**Data for review**

* * * * * * * * *

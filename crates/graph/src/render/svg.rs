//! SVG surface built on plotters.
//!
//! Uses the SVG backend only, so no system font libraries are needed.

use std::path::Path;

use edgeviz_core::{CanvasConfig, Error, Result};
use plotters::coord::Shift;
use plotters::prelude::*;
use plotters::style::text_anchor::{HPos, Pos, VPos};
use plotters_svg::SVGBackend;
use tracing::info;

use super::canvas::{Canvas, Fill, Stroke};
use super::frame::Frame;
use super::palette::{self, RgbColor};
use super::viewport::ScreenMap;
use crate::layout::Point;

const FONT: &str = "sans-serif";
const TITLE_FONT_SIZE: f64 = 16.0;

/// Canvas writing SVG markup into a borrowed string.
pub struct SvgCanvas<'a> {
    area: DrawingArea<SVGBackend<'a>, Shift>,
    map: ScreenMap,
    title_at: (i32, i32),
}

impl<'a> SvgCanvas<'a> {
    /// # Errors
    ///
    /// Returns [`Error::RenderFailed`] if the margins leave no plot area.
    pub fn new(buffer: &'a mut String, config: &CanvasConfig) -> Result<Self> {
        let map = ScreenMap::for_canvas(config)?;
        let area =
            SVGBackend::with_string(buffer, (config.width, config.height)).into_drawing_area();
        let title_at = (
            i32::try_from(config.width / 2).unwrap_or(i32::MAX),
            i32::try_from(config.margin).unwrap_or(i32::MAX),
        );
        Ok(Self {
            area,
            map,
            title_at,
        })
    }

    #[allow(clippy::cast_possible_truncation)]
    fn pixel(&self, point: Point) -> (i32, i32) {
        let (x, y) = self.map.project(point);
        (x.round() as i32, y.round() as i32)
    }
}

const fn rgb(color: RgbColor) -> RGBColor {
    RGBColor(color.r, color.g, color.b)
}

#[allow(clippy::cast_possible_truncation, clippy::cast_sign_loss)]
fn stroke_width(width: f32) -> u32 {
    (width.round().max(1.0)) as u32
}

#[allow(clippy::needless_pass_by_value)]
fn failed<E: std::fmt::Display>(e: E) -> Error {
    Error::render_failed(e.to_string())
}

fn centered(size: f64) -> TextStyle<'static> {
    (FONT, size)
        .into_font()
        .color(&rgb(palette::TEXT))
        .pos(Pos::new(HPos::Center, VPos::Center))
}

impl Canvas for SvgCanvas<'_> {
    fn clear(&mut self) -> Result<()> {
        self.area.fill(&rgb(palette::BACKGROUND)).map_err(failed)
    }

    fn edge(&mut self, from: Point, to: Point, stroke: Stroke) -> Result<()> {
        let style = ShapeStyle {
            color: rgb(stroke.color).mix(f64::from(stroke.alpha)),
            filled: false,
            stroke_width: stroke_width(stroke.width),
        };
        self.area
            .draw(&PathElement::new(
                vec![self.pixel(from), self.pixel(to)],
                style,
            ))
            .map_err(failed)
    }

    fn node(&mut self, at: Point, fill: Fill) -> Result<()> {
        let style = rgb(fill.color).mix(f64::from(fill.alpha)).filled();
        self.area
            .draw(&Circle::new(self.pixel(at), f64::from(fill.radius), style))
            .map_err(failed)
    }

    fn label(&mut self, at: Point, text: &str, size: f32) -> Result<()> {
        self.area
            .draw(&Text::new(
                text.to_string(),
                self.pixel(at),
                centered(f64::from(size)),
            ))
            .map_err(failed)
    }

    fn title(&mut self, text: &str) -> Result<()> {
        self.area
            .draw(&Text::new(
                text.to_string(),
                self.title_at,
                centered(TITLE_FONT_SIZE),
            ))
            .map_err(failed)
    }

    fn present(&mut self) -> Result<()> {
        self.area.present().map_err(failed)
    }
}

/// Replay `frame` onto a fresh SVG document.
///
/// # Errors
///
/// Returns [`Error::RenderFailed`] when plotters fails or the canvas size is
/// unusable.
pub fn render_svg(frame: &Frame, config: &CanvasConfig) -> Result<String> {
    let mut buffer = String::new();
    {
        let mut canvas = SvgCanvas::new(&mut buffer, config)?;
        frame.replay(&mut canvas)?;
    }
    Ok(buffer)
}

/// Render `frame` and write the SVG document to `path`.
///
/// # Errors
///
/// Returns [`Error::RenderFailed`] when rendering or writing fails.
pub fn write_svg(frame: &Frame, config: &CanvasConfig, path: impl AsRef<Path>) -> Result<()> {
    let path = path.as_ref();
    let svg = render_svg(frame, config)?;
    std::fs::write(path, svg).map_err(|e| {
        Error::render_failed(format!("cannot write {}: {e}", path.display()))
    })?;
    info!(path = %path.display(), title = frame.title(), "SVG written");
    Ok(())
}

* * * * * * * * *

**Instructions for the task**
Return every line above in which the string "centered" occurs.

**Response to this exercise**
fn centered(size: f64) -> TextStyle<'static> {
                centered(f64::from(size)),
                centered(TITLE_FONT_SIZE),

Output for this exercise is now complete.